■ Items from a dataset

= Beginning of Section =

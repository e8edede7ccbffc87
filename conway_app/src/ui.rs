// ui.rs - Draws the board and the control strip

use eframe::egui;
use egui::{Color32, Rect, Sense, Stroke, Vec2};

use crate::app::LifeApp;
use conway::PATTERNS;

const BOARD_PIXELS: f32 = 750.0;
const SPACING: f32 = 0.5;

impl eframe::App for LifeApp {
    fn update(&mut self, ctx: &egui::Context, _frame: &mut eframe::Frame) {
        self.collect_finished_ticker();
        if self.has_ticker() {
            // The last sink repaint can land before the task has exited.
            ctx.request_repaint_after(self.options.interval);
        }

        egui::CentralPanel::default().show(ctx, |ui| {
            ui.heading("Conway's Game of Life");

            // Controls
            ui.horizontal(|ui| {
                let button_text = if self.is_running() { "⏸ Pause" } else { "▶ Start" };
                if ui.button(button_text).clicked() {
                    self.toggle_running();
                }

                if ui.button("⏭ Step").clicked() {
                    self.step_once();
                }

                if ui.button("⏹ Clear").clicked() {
                    self.clear();
                }

                if ui.button("🎲 Random").clicked() {
                    self.randomize();
                }

                ui.separator();

                ui.label("Pattern:");
                egui::ComboBox::from_id_source("pattern_selector")
                    .selected_text(PATTERNS[self.selected_pattern].name)
                    .show_ui(ui, |ui| {
                        for (i, pattern) in PATTERNS.iter().enumerate() {
                            ui.selectable_value(&mut self.selected_pattern, i, pattern.name);
                        }
                    });

                if ui.button("Apply Pattern").clicked() {
                    self.apply_selected_pattern();
                }

                ui.separator();

                ui.label(format!("Generation: {}", self.generation()));
            });

            ui.separator();

            ui.horizontal(|ui| {
                ui.label("Speed:");
                let mut speed = self.speed();
                let slider = ui.add(egui::Slider::new(&mut speed, 0.5..=90.0).suffix(" gen/sec"));
                if slider.changed() {
                    self.set_speed(speed);
                }
                // Restart the ticker once per drag, not once per frame.
                if slider.drag_released() || (slider.changed() && !slider.dragged()) {
                    self.apply_speed();
                }

                ui.separator();

                ui.label("Live:");
                ui.color_edit_button_srgba(&mut self.live_color);
                ui.label("Dead:");
                ui.color_edit_button_srgba(&mut self.dead_color);
            });

            if let Some(status) = &self.status {
                ui.label(status.as_str());
            }

            ui.separator();
            ui.label("Click cells to toggle them while paused.");
            ui.separator();

            let snapshot = self.snapshot();
            let longest = snapshot.width.max(snapshot.height) as f32;
            let box_size = ((BOARD_PIXELS / longest) - SPACING).clamp(1.0, 15.0);
            let pitch = box_size + SPACING;
            let board_size = Vec2::new(
                pitch * snapshot.width as f32 - SPACING,
                pitch * snapshot.height as f32 - SPACING,
            );

            let (response, painter) = ui.allocate_painter(board_size, Sense::click());
            let origin = response.rect.min;

            painter.rect_filled(response.rect, 0.0, Color32::BLACK);

            for y in 0..snapshot.height {
                for x in 0..snapshot.width {
                    let rect = Rect::from_min_size(
                        origin + Vec2::new(x as f32 * pitch, y as f32 * pitch),
                        Vec2::splat(box_size),
                    );
                    let color = if snapshot.is_alive(x, y) { self.live_color } else { self.dead_color };
                    painter.rect_filled(rect, 1.0, color);
                    if box_size >= 4.0 {
                        painter.rect_stroke(rect, 1.0, Stroke::new(0.2, Color32::from_gray(60)));
                    }
                }
            }

            if response.clicked() {
                if let Some(pos) = response.interact_pointer_pos() {
                    let offset = pos - origin;
                    if offset.x >= 0.0 && offset.y >= 0.0 {
                        self.toggle_cell((offset.x / pitch) as usize, (offset.y / pitch) as usize);
                    }
                }
            }

            ui.separator();

            let live = snapshot.live_count();
            let total = snapshot.cells.len();
            ui.horizontal(|ui| {
                ui.label(format!("Live cells: {live}"));
                ui.label(format!("Dead cells: {}", total - live));
                ui.label(format!("Population: {:.1}%", live as f32 / total as f32 * 100.0));
            });
        });
    }
}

= End of Section =

■ What is expected
In full and without changes, copy the entries above.

■ Expected output
repository e8edede7ccbffc87
filename conway_app/src/ui.rs
// ui.rs - Draws the board and the control strip

use eframe::egui;
use egui::{Color32, Rect, Sense, Stroke, Vec2};

use crate::app::LifeApp;
use conway::PATTERNS;

const BOARD_PIXELS: f32 = 750.0;
const SPACING: f32 = 0.5;

impl eframe::App for LifeApp {
    fn update(&mut self, ctx: &egui::Context, _frame: &mut eframe::Frame) {
        self.collect_finished_ticker();
        if self.has_ticker() {
            // The last sink repaint can land before the task has exited.
            ctx.request_repaint_after(self.options.interval);
        }

        egui::CentralPanel::default().show(ctx, |ui| {
            ui.heading("Conway's Game of Life");

            // Controls
            ui.horizontal(|ui| {
                let button_text = if self.is_running() { "⏸ Pause" } else { "▶ Start" };
                if ui.button(button_text).clicked() {
                    self.toggle_running();
                }

                if ui.button("⏭ Step").clicked() {
                    self.step_once();
                }

                if ui.button("⏹ Clear").clicked() {
                    self.clear();
                }

                if ui.button("🎲 Random").clicked() {
                    self.randomize();
                }

                ui.separator();

                ui.label("Pattern:");
                egui::ComboBox::from_id_source("pattern_selector")
                    .selected_text(PATTERNS[self.selected_pattern].name)
                    .show_ui(ui, |ui| {
                        for (i, pattern) in PATTERNS.iter().enumerate() {
                            ui.selectable_value(&mut self.selected_pattern, i, pattern.name);
                        }
                    });

                if ui.button("Apply Pattern").clicked() {
                    self.apply_selected_pattern();
                }

                ui.separator();

                ui.label(format!("Generation: {}", self.generation()));
            });

            ui.separator();

            ui.horizontal(|ui| {
                ui.label("Speed:");
                let mut speed = self.speed();
                let slider = ui.add(egui::Slider::new(&mut speed, 0.5..=90.0).suffix(" gen/sec"));
                if slider.changed() {
                    self.set_speed(speed);
                }
                // Restart the ticker once per drag, not once per frame.
                if slider.drag_released() || (slider.changed() && !slider.dragged()) {
                    self.apply_speed();
                }

                ui.separator();

                ui.label("Live:");
                ui.color_edit_button_srgba(&mut self.live_color);
                ui.label("Dead:");
                ui.color_edit_button_srgba(&mut self.dead_color);
            });

            if let Some(status) = &self.status {
                ui.label(status.as_str());
            }

            ui.separator();
            ui.label("Click cells to toggle them while paused.");
            ui.separator();

            let snapshot = self.snapshot();
            let longest = snapshot.width.max(snapshot.height) as f32;
            let box_size = ((BOARD_PIXELS / longest) - SPACING).clamp(1.0, 15.0);
            let pitch = box_size + SPACING;
            let board_size = Vec2::new(
                pitch * snapshot.width as f32 - SPACING,
                pitch * snapshot.height as f32 - SPACING,
            );

            let (response, painter) = ui.allocate_painter(board_size, Sense::click());
            let origin = response.rect.min;

            painter.rect_filled(response.rect, 0.0, Color32::BLACK);

            for y in 0..snapshot.height {
                for x in 0..snapshot.width {
                    let rect = Rect::from_min_size(
                        origin + Vec2::new(x as f32 * pitch, y as f32 * pitch),
                        Vec2::splat(box_size),
                    );
                    let color = if snapshot.is_alive(x, y) { self.live_color } else { self.dead_color };
                    painter.rect_filled(rect, 1.0, color);
                    if box_size >= 4.0 {
                        painter.rect_stroke(rect, 1.0, Stroke::new(0.2, Color32::from_gray(60)));
                    }
                }
            }

            if response.clicked() {
                if let Some(pos) = response.interact_pointer_pos() {
                    let offset = pos - origin;
                    if offset.x >= 0.0 && offset.y >= 0.0 {
                        self.toggle_cell((offset.x / pitch) as usize, (offset.y / pitch) as usize);
                    }
                }
            }

            ui.separator();

            let live = snapshot.live_count();
            let total = snapshot.cells.len();
            ui.horizontal(|ui| {
                ui.label(format!("Live cells: {live}"));
                ui.label(format!("Dead cells: {}", total - live));
                ui.label(format!("Population: {:.1}%", live as f32 / total as f32 * 100.0));
            });
        });
    }
}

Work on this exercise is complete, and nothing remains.